Las, le hobbit se passa une main dans ses cheveux bouclés, avant d'inspirer un bon coup. Il n'avait même pas de bonnes excuses pour avoir dit « non ». En fait, Bilbo se sentit soudainement lâche : il avait refusé de signer le contrat, pour la simple et bonne raison qu'il ne voulait pas quitter son nid douillet, ses livres, ou encore son jardin, son potager, et ses arbres. La petite vie tranquille qu'il menait dans la Comté, lui correspondait et lui allait parfaitement.
Et pourtant. Bilbo commençait sincèrement à se demander si Gandalf n'avait pas raison. Peut-être était-il resté ainsi assis depuis bien trop longtemps. Peut-être devrait-il bousculer ses habitudes. Peut-être devrait-il... y aller.
Était-il seulement encore temps de rattraper les nains ? Bilbo ignorait depuis combien de temps ils étaient partis. Mais peut-être n'était-il pas trop tard. Peut-être pouvait-il encore réparer l'erreur qu'il avait commise en répondant un « non » catégorique au contrat.
Sans vraiment réfléchir davantage, le hobbit attrapa une plume qu'il trempa dans un pot d'encre, avant de prendre le contrat entre ses doigts, et de déposer sa signature à l'endroit désiré. Une fois ceci fait, il alla attraper un sac dans lequel il fourra un peu tout et n'importe quoi. Il ne fit pas vraiment attention à ce qu'il y mettait, il voulait juste partir le plus rapidement possible dans l'espoir de pouvoir rattraper les nains.
Lorsque son sac fut bouclé, Bilbo récupéra le contrat qu'il avait laissé sur son bureau, et se rua vers sa porte d'entrée. Il l'ouvrit et la referma violemment, avant de se mettre à courir le plus vite possible. Son cœur tambourinait dans sa poitrine, son souffle était court, mais il ne voulait pas ralentir la cadence. Ses pieds nus martelaient le sol avec férocité, pendant qu'il enjambait et sautait par-dessus les barrières et les portails de ses voisins.
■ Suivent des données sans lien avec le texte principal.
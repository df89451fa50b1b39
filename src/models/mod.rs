pub mod budget;
pub mod day_info;
pub mod day_time;
pub mod schedule;
pub mod trip;

pub use budget::{BudgetReport, CategoryTotal, StayLine};
pub use day_info::DayInfo;
pub use day_time::DayTime;
pub use schedule::{Category, CategoryDetails, ScheduleItem};
pub use trip::Trip;
use crate::core::window::DayWindow;
use crate::db::log::tdlog;
use crate::db::pool::DbPool;
use crate::db::watch::{ChangeEvent, ChangeOp, Entity};
use crate::db::{days, schedule, trips};
use crate::errors::{AppError, AppResult};
use crate::models::{DayInfo, DayTime};
use crate::ui::messages::success;
use crate::utils::time::parse_time_strict;

/// High-level business logic for the `day` and `stay` subcommands.
pub struct DayLogic;

/// Parse a user-entered day/time argument: a day number, optionally
/// followed by a clock time (`"2 15:00"`). The day must fall inside the
/// trip's current window.
pub fn parse_day_time_arg(s: &str, window: &DayWindow) -> AppResult<DayTime> {
    let mut tokens = s.split_whitespace();
    let day_tok = tokens
        .next()
        .ok_or_else(|| AppError::InvalidDay(s.to_string()))?;
    let day: i64 = day_tok
        .parse()
        .map_err(|_| AppError::InvalidDay(day_tok.to_string()))?;
    if !window.contains(day) {
        return Err(AppError::InvalidDay(format!(
            "day {} is outside the window {}..{}",
            day,
            window.min_day(),
            window.max_day()
        )));
    }

    let time = match tokens.next() {
        Some(t) => Some(parse_time_strict(t)?),
        None => None,
    };
    Ok(DayTime::new(day, time))
}

/// Field updates for one day; `None` leaves the stored value alone,
/// `Some("")` clears it.
#[derive(Debug, Default)]
pub struct DayPatch {
    pub cities: Option<String>,
    pub stay: Option<String>,
    pub check_in: Option<String>,
    pub check_out: Option<String>,
}

impl DayLogic {
    /// Upsert the info row of one (trip, day).
    pub fn set(pool: &mut DbPool, trip_id: i64, day: i64, patch: DayPatch) -> AppResult<()> {
        let trip = trips::get_trip(&pool.conn, trip_id)?;
        let window = DayWindow::resolve(&trip);
        if !window.contains(day) {
            return Err(AppError::InvalidDay(format!(
                "day {} is outside the window {}..{}",
                day,
                window.min_day(),
                window.max_day()
            )));
        }

        let mut info = days::find_day_info(&pool.conn, trip_id, day)?
            .unwrap_or_else(|| DayInfo::empty(trip_id, day));

        if let Some(cities) = patch.cities {
            info.cities = DayInfo::cities_from_str(&cities);
        }
        if let Some(stay) = patch.stay {
            info.stay_name = stay.trim().to_string();
        }
        if let Some(raw) = patch.check_in {
            info.check_in = if raw.trim().is_empty() {
                None
            } else {
                Some(parse_day_time_arg(&raw, &window)?)
            };
        }
        if let Some(raw) = patch.check_out {
            info.check_out = if raw.trim().is_empty() {
                None
            } else {
                Some(parse_day_time_arg(&raw, &window)?)
            };
        }

        days::upsert_day_info(&pool.conn, &info)?;
        tdlog(
            &pool.conn,
            "edit",
            &format!("trip#{}", trip_id),
            &format!("Updated day {} info", day),
        )?;
        pool.feed
            .emit(ChangeEvent::new(Entity::DayInfo, ChangeOp::Updated, trip_id).on_day(day));

        success(format!("Day {} of trip {} updated.", day, trip_id));
        Ok(())
    }

    /// Rename a stay everywhere it appears: every day row carrying the
    /// name and the accommodation items titled with it, in one
    /// transaction. Renames stay consistent no matter which side of the
    /// app they are issued from.
    pub fn rename_stay(
        pool: &mut DbPool,
        trip_id: i64,
        old_name: &str,
        new_name: &str,
    ) -> AppResult<(usize, usize)> {
        let old_name = old_name.trim();
        let new_name = new_name.trim();
        if new_name.is_empty() {
            return Err(AppError::EmptyTitle);
        }
        trips::get_trip(&pool.conn, trip_id)?;

        let nights = days::count_stay_nights(&pool.conn, trip_id, old_name)?;
        if nights == 0 {
            return Err(AppError::Stay(format!(
                "no day of trip {} uses the stay '{}'",
                trip_id, old_name
            )));
        }

        let tx = pool.conn.transaction()?;
        let days_renamed = days::rename_stay_days(&tx, trip_id, old_name, new_name)?;
        let items_renamed = schedule::rename_stay_items(&tx, trip_id, old_name, new_name)?;
        tdlog(
            &tx,
            "rename",
            &format!("trip#{}", trip_id),
            &format!(
                "Stay '{}' -> '{}' ({} day rows, {} items)",
                old_name, new_name, days_renamed, items_renamed
            ),
        )?;
        tx.commit()?;

        pool.feed
            .emit(ChangeEvent::new(Entity::DayInfo, ChangeOp::Updated, trip_id));
        pool.feed
            .emit(ChangeEvent::new(Entity::Schedule, ChangeOp::Updated, trip_id));

        success(format!(
            "Stay '{}' renamed to '{}' ({} day rows, {} schedule items).",
            old_name, new_name, days_renamed, items_renamed
        ));
        Ok((days_renamed, items_renamed))
    }
}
Plusieurs autre hobbits levèrent un sourcil en le voyant débouler ainsi, et l'un d'entre-eux le questionna même sur sa destination. Ce à quoi Bilbo répondit en hurlant presque, qu'il partait pour une aventure.
Après de longues minutes de course à pieds, arrivé dans les bois, et avec l'impression qu'il allait cracher ses poumons, Bilbo crut enfin entendre des voix lointaines, ainsi que des bruits de sabots. Il se remit alors à courir, lui qui avait grandement ralenti, et finit par apercevoir la tribu des nains, sur des poneys et chevaux, qui marchaient à un rythme régulier. Le hobbit prit alors une immense inspiration.
« Attendez ! cria-t-il en agitant les bras dans tous les sens, en continuant de courir et en faisant tout pour leur faire remarquer sa présence. »
Cela sembla fonctionner, car les nains s'arrêtèrent brusquement, et certains tournèrent la tête vers le nouveau venu. Bilbo arriva finalement à leur hauteur, essoufflé comme jamais, mais soulagé d'avoir pu les rattraper à temps. Le contrat à la main, il prit une grande bouffée d'air, et leva la tête pour apercevoir Thorin, qui l'observait, de nouveau avec cette expression impassible et indéchiffrable. Le chef des nains resta silencieux, se contentant de le transpercer du regard. Bilbo déglutit avec difficulté, avant de se tourner vers Balin et de lui tendre le contrat.
« Je l'ai signé. »
Balin cligna des yeux, avant de lui sourire franchement et d'attraper le papier pour l'examiner sous tous les angles et toutes les coutures. Après une petite minute d'inspection (Bilbo ne savait pas trop ce qu'il inspectait d'ailleurs), Balin afficha un air satisfait et roula le contrat entre ses doigts.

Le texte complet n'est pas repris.